## Exercise prompt
Below are some entries. Copy each line that holds the string "const".
═════ Provided material
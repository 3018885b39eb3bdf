use crate::{AcquisitionEngine, Histogram, HistogramConfig, HistogramWriter, PulseWindow};
use anyhow::{bail, Context, Result};
use log::{error, info, warn};
use rand::Rng;
use std::{
    fs::{File, OpenOptions},
    io::{Read, Write},
    sync::{
        atomic::{AtomicBool, AtomicI32, AtomicU64, Ordering},
        Arc, Mutex, MutexGuard, PoisonError,
    },
    thread::{self, JoinHandle},
    time::{Duration, Instant},
};

/// Samples in one scope waveform.
pub const WAVEFORM_LEN: usize = 1000;
/// Length of the `#9000001000` block header preceding the samples.
const BLOCK_HEADER_LEN: usize = 11;
const READ_BUFFER_LEN: usize = 2048;
const SIM_PREFIX: &str = "sim://";

fn lock<T>(m: &Mutex<T>) -> MutexGuard<'_, T> {
    m.lock().unwrap_or_else(PoisonError::into_inner)
}

/// Anything that delivers one waveform of 8-bit samples per call.
pub trait WaveformSource: Send {
    fn acquire(&mut self) -> Result<Vec<u8>>;
}

/// Scope attached through the USB test-and-measurement class device node.
pub struct UsbtmcSource {
    dev: File,
    buffer: [u8; READ_BUFFER_LEN],
}

impl UsbtmcSource {
    pub fn open(path: &str) -> Result<Self> {
        let dev = OpenOptions::new()
            .read(true)
            .write(true)
            .open(path)
            .with_context(|| format!("cannot open scope device {path}"))?;
        Ok(Self {
            dev,
            buffer: [0; READ_BUFFER_LEN],
        })
    }
}

impl WaveformSource for UsbtmcSource {
    fn acquire(&mut self) -> Result<Vec<u8>> {
        self.dev.write_all(b":WAV:DATA?")?;
        let n = self.dev.read(&mut self.buffer)?;
        if n < BLOCK_HEADER_LEN + WAVEFORM_LEN {
            bail!("short waveform read, {n} bytes");
        }
        Ok(self.buffer[BLOCK_HEADER_LEN..BLOCK_HEADER_LEN + WAVEFORM_LEN].to_vec())
    }
}

/// Synthetic pulses on a noisy baseline, for running without a scope.
///
/// Selected with a device path `sim://<events per second>`.
pub struct SimulatedSource {
    interval: Duration,
}

impl SimulatedSource {
    pub fn new(rate: f64) -> Self {
        let interval = if rate > 0.0 {
            Duration::from_secs_f64(1.0 / rate)
        } else {
            Duration::ZERO
        };
        Self { interval }
    }
}

impl WaveformSource for SimulatedSource {
    fn acquire(&mut self) -> Result<Vec<u8>> {
        if !self.interval.is_zero() {
            thread::sleep(self.interval);
        }
        let mut rng = rand::rng();
        let t0 = rng.random_range(200..600) as f64;
        let amplitude = rng.random_range(20.0..200.0);
        let tau = rng.random_range(20.0..60.0);
        let samples = (0..WAVEFORM_LEN)
            .map(|i| {
                let t = i as f64;
                let pulse = if t >= t0 {
                    amplitude * (-(t - t0) / tau).exp()
                } else {
                    0.0
                };
                let noise = rng.random_range(-2.0..2.0);
                (10.0 + pulse + noise).clamp(0.0, 255.0) as u8
            })
            .collect();
        Ok(samples)
    }
}

/// Pick the waveform source for a device path.
pub fn open_source(device: &str) -> Result<Box<dyn WaveformSource>> {
    match device.strip_prefix(SIM_PREFIX) {
        Some(rate) => {
            let rate = if rate.is_empty() {
                100.0
            } else {
                rate.parse::<f64>()
                    .with_context(|| format!("bad simulator rate {rate:?}"))?
            };
            Ok(Box::new(SimulatedSource::new(rate)))
        }
        None => Ok(Box::new(UsbtmcSource::open(device)?)),
    }
}

/// ADC sum of one waveform inside `window`, threshold subtracted, in units of 1000 counts.
pub fn integrate(samples: &[u8], window: PulseWindow) -> f64 {
    samples
        .iter()
        .enumerate()
        .filter(|&(time, _)| window.contains(time as i32))
        .map(|(_, &adc)| adc as i32)
        .filter(|&adc| adc >= window.threshold)
        .map(|adc| (adc - window.threshold) as f64 * 1e-3)
        .sum()
}

struct Shared {
    keep_read: AtomicBool,
    daq_active: AtomicBool,
    max_events: AtomicU64,
    t_min: AtomicI32,
    t_max: AtomicI32,
    threshold: AtomicI32,
    trace: Mutex<Vec<(f64, f64)>>,
    adc_sum: Mutex<Histogram>,
    capture_rate: Mutex<f64>,
}

impl Shared {
    fn window(&self) -> PulseWindow {
        PulseWindow {
            t_min: self.t_min.load(Ordering::Relaxed),
            t_max: self.t_max.load(Ordering::Relaxed),
            threshold: self.threshold.load(Ordering::Relaxed),
        }
    }
}

/// Engine reading the scope on its own DAQ thread and accumulating the ADC
/// sum distribution of every waveform.
pub struct ScopeEngine {
    shared: Arc<Shared>,
    reader: Mutex<Option<JoinHandle<()>>>,
}

impl Default for ScopeEngine {
    fn default() -> Self {
        Self::new()
    }
}

impl ScopeEngine {
    pub fn new() -> Self {
        let window = PulseWindow::default();
        let shared = Shared {
            keep_read: AtomicBool::new(false),
            daq_active: AtomicBool::new(false),
            max_events: AtomicU64::new(0),
            t_min: AtomicI32::new(window.t_min),
            t_max: AtomicI32::new(window.t_max),
            threshold: AtomicI32::new(window.threshold),
            trace: Mutex::new(Vec::with_capacity(WAVEFORM_LEN)),
            adc_sum: Mutex::new(Histogram::default()),
            capture_rate: Mutex::new(0.0),
        };
        Self {
            shared: Arc::new(shared),
            reader: Mutex::new(None),
        }
    }

    /// Start reading from an already opened source.
    pub fn begin_with(&self, source: Box<dyn WaveformSource>) {
        self.join_reader();
        self.shared.keep_read.store(true, Ordering::SeqCst);
        self.shared.daq_active.store(true, Ordering::SeqCst);
        let shared = Arc::clone(&self.shared);
        self.spawn_reader(move || read_loop(&shared, source));
    }

    fn spawn_reader<F: FnOnce() + Send + 'static>(&self, f: F) {
        match thread::Builder::new().name("scope-daq".into()).spawn(f) {
            Ok(handle) => *lock(&self.reader) = Some(handle),
            Err(e) => {
                error!("cannot spawn DAQ thread: {e}");
                self.shared.daq_active.store(false, Ordering::SeqCst);
            }
        }
    }

    fn join_reader(&self) {
        let handle = lock(&self.reader).take();
        if let Some(handle) = handle {
            if handle.join().is_err() {
                error!("DAQ thread panicked");
            }
        }
    }
}

impl Drop for ScopeEngine {
    fn drop(&mut self) {
        self.shared.keep_read.store(false, Ordering::SeqCst);
        self.join_reader();
    }
}

fn read_loop(shared: &Shared, mut source: Box<dyn WaveformSource>) {
    lock(&shared.adc_sum).reset();
    *lock(&shared.capture_rate) = 0.0;

    let t0 = Instant::now();
    let max_events = shared.max_events.load(Ordering::SeqCst);
    let mut n_events: u64 = 0;

    while shared.keep_read.load(Ordering::SeqCst) {
        let samples = match source.acquire() {
            Ok(samples) => samples,
            Err(e) => {
                error!("scope read failed: {e:#}");
                break;
            }
        };

        *lock(&shared.trace) = samples
            .iter()
            .enumerate()
            .map(|(t, &adc)| (t as f64, adc as f64))
            .collect();

        let adc_sum = integrate(&samples, shared.window());
        lock(&shared.adc_sum).fill(adc_sum);

        n_events += 1;
        let elapsed = t0.elapsed().as_secs_f64().max(1e-6);
        *lock(&shared.capture_rate) = n_events as f64 / elapsed;

        if max_events > 0 && n_events >= max_events {
            info!("event cap of {max_events} reached");
            shared.keep_read.store(false, Ordering::SeqCst);
        }
    }

    shared.daq_active.store(false, Ordering::SeqCst);
}

impl AcquisitionEngine for ScopeEngine {
    fn configure_histogram(&self, config: HistogramConfig) {
        *lock(&self.shared.adc_sum) = Histogram::new(config);
    }

    fn set_max_events(&self, n: u64) {
        self.shared.max_events.store(n, Ordering::SeqCst);
    }

    fn begin(&self, device: &str) {
        match open_source(device) {
            Ok(source) => self.begin_with(source),
            Err(e) => {
                // the updater sees the run inactive and ends it
                error!("{e:#}");
                self.shared.daq_active.store(false, Ordering::SeqCst);
            }
        }
    }

    fn end(&self) {
        self.shared.keep_read.store(false, Ordering::SeqCst);
    }

    fn is_run_active(&self) -> bool {
        self.shared.daq_active.load(Ordering::SeqCst)
    }

    fn set_window(&self, window: PulseWindow) {
        if window.t_min > window.t_max {
            warn!("pulse window {}..{} is empty", window.t_min, window.t_max);
        }
        self.shared.t_min.store(window.t_min, Ordering::Relaxed);
        self.shared.t_max.store(window.t_max, Ordering::Relaxed);
        self.shared.threshold.store(window.threshold, Ordering::Relaxed);
    }

    fn window(&self) -> PulseWindow {
        self.shared.window()
    }

    fn trace(&self) -> Vec<(f64, f64)> {
        lock(&self.shared.trace).clone()
    }

    fn histogram(&self) -> Histogram {
        lock(&self.shared.adc_sum).clone()
    }

    fn capture_rate(&self) -> f64 {
        *lock(&self.shared.capture_rate)
    }

    fn persist_histogram(&self, out: &mut HistogramWriter) -> Result<()> {
        out.write_histogram("adc_sum", &self.histogram())
    }
}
══════════
## Response for this exercise
pub const WAVEFORM_LEN: usize = 1000;
const BLOCK_HEADER_LEN: usize = 11;
const READ_BUFFER_LEN: usize = 2048;
const SIM_PREFIX: &str = "sim://";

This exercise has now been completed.